Conflicting court rulings about Covid-19 vaccine mandates for health-care workers in Maine and New York could lead the U.S. Supreme Court to reconsider its stance on what freedom of religion means for employees.
The two states both tried to mandate the shot for health-care workers without giving them the option to bow out due to their religious beliefs. A federal judge in Maine allowed the state to move forward without offering employees an exemption, while a district judge in New York extended an order that temporarily blocked the state from enforcing the mandate for workers with religious exemptions.
Vaccine mandates from employers and governments have been challenged in federal court almost 40 times this year, but so far, they have largely passed legal muster.
“The battleground now is the question of how broad are the exemptions going to be,” said Brian Abramson, who teaches vaccine law at Florida International University College of Law.
The Supreme Court has never addressed whether vaccine mandates have to provide religious exemptions, said Lindsay Wiley, a public health law professor at American University Washington College of Law. If the conservative court does address the question, the justices could block some mandates in one of the only places they’re legally vulnerable.
State supreme courts and federal courts have typically allowed vaccine mandates without religious exemptions, but medical and religious exemptions are fairly standard for Covid-19 vaccine mandates.
The New York case is “a complete outlier,” said Lawrence Gostin, a public health and law professor at Georgetown University.

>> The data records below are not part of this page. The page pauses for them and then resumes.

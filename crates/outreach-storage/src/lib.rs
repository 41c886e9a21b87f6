//! Outreach Storage - Database access for send settings, active messages,
//! statuses, campaigns and contacts
//!
//! Every repository is a trait with a PostgreSQL implementation (`Db*`) and an
//! in-memory implementation in [`memory`] used by tests and local runs.

pub mod db;
pub mod memory;
pub mod models;
pub mod repository;

pub use db::DatabasePool;
pub use models::*;
pub use repository::*;
//! Error telemetry sink

use crate::metrics::Metrics;
use std::sync::{Arc, Mutex};
use tracing::{error, warn};

/// Receives degraded-path errors and operational alerts
pub trait ErrorReporter: Send + Sync {
    /// A failure that was absorbed without aborting the operation
    fn report(&self, context: &str, error: &str);

    /// A condition an operator should look at
    fn alert(&self, message: &str);
}

/// Reporter that logs and counts
pub struct TracingErrorReporter {
    metrics: Arc<Metrics>,
}

impl TracingErrorReporter {
    pub fn new(metrics: Arc<Metrics>) -> Self {
        Self { metrics }
    }
}

impl ErrorReporter for TracingErrorReporter {
    fn report(&self, context: &str, error: &str) {
        error!(context, error, "Reported error");
        self.metrics
            .reported_errors_total
            .with_label_values(&[context])
            .inc();
    }

    fn alert(&self, message: &str) {
        warn!(alert = message, "Operational alert");
        self.metrics.alerts_total.inc();
    }
}

/// Reporter that keeps everything it receives
#[derive(Default)]
pub struct MemoryErrorReporter {
    reports: Mutex<Vec<(String, String)>>,
    alerts: Mutex<Vec<String>>,
}

impl MemoryErrorReporter {
    pub fn new() -> Self {
        Self::default()
    }

    pub fn reports(&self) -> Vec<(String, String)> {
        self.reports.lock().map(|r| r.clone()).unwrap_or_default()
    }

    pub fn alerts(&self) -> Vec<String> {
        self.alerts.lock().map(|a| a.clone()).unwrap_or_default()
    }
}

impl ErrorReporter for MemoryErrorReporter {
    fn report(&self, context: &str, error: &str) {
        if let Ok(mut reports) = self.reports.lock() {
            reports.push((context.to_string(), error.to_string()));
        }
    }

    fn alert(&self, message: &str) {
        if let Ok(mut alerts) = self.alerts.lock() {
            alerts.push(message.to_string());
        }
    }
}
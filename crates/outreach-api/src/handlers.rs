//! API request handlers

pub mod campaigns;
pub mod conversations;
pub mod health;
pub mod messages;
pub mod metrics;
pub mod send;
pub mod signals;

pub use health::*;
//! Error responses

use axum::{http::StatusCode, Json};
use outreach_common::Error;
use outreach_core::{CampaignError, IngestError};
use serde::{Deserialize, Serialize};
use tracing::error;

/// Error response body
#[derive(Debug, Clone, Serialize, Deserialize)]
pub struct ErrorResponse {
    pub error: String,
    pub message: String,
}

/// Handler error: status plus JSON body
pub type ApiError = (StatusCode, Json<ErrorResponse>);

pub fn error_response(status: StatusCode, error: &str, message: impl Into<String>) -> ApiError {
    (
        status,
        Json(ErrorResponse {
            error: error.to_string(),
            message: message.into(),
        }),
    )
}

/// Server-side failures are logged and answered with a generic message
fn respond(status: u16, code: &str, message: String) -> ApiError {
    let status = StatusCode::from_u16(status).unwrap_or(StatusCode::INTERNAL_SERVER_ERROR);
    if status.is_server_error() {
        error!("Request failed: {}", message);
        return error_response(status, code, "Internal server error");
    }
    error_response(status, code, message)
}

pub fn from_error(e: Error) -> ApiError {
    respond(e.status_code(), e.code(), e.to_string())
}

pub fn from_campaign_error(e: CampaignError) -> ApiError {
    respond(e.status_code(), e.code(), e.to_string())
}

pub fn from_ingest_error(e: IngestError) -> ApiError {
    respond(e.status_code(), e.code(), e.to_string())
}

The language of the Maine and New York mandates is similar, so the different rulings stem from the judges’ different interpretations of the law, Wiley said. The sticking point is defining “what freedom of religion requires,” which is protected under the First Amendment, Wiley said.
The employees in both cases have claimed that a vaccine mandate discriminates against employees on the basis of religion because Covid-19 vaccines use fetal stem cell research.
Title VII of the Civil Rights Act of 1964 prohibits employers from discriminating against employees based on religion, meaning they must “reasonably accommodate sincerely held religious beliefs,” said Domenique Camacho Moran, a partner at Farrell Fritz who represents employers on labor matters. Title VII also protects employees from discrimination based on race, color, sex, and national origin.
New York’s mandate “essentially made those employers say ‘we can’t do anything,’” Moran said, so the court’s decision means that employers once again need to make reasonable accommodations.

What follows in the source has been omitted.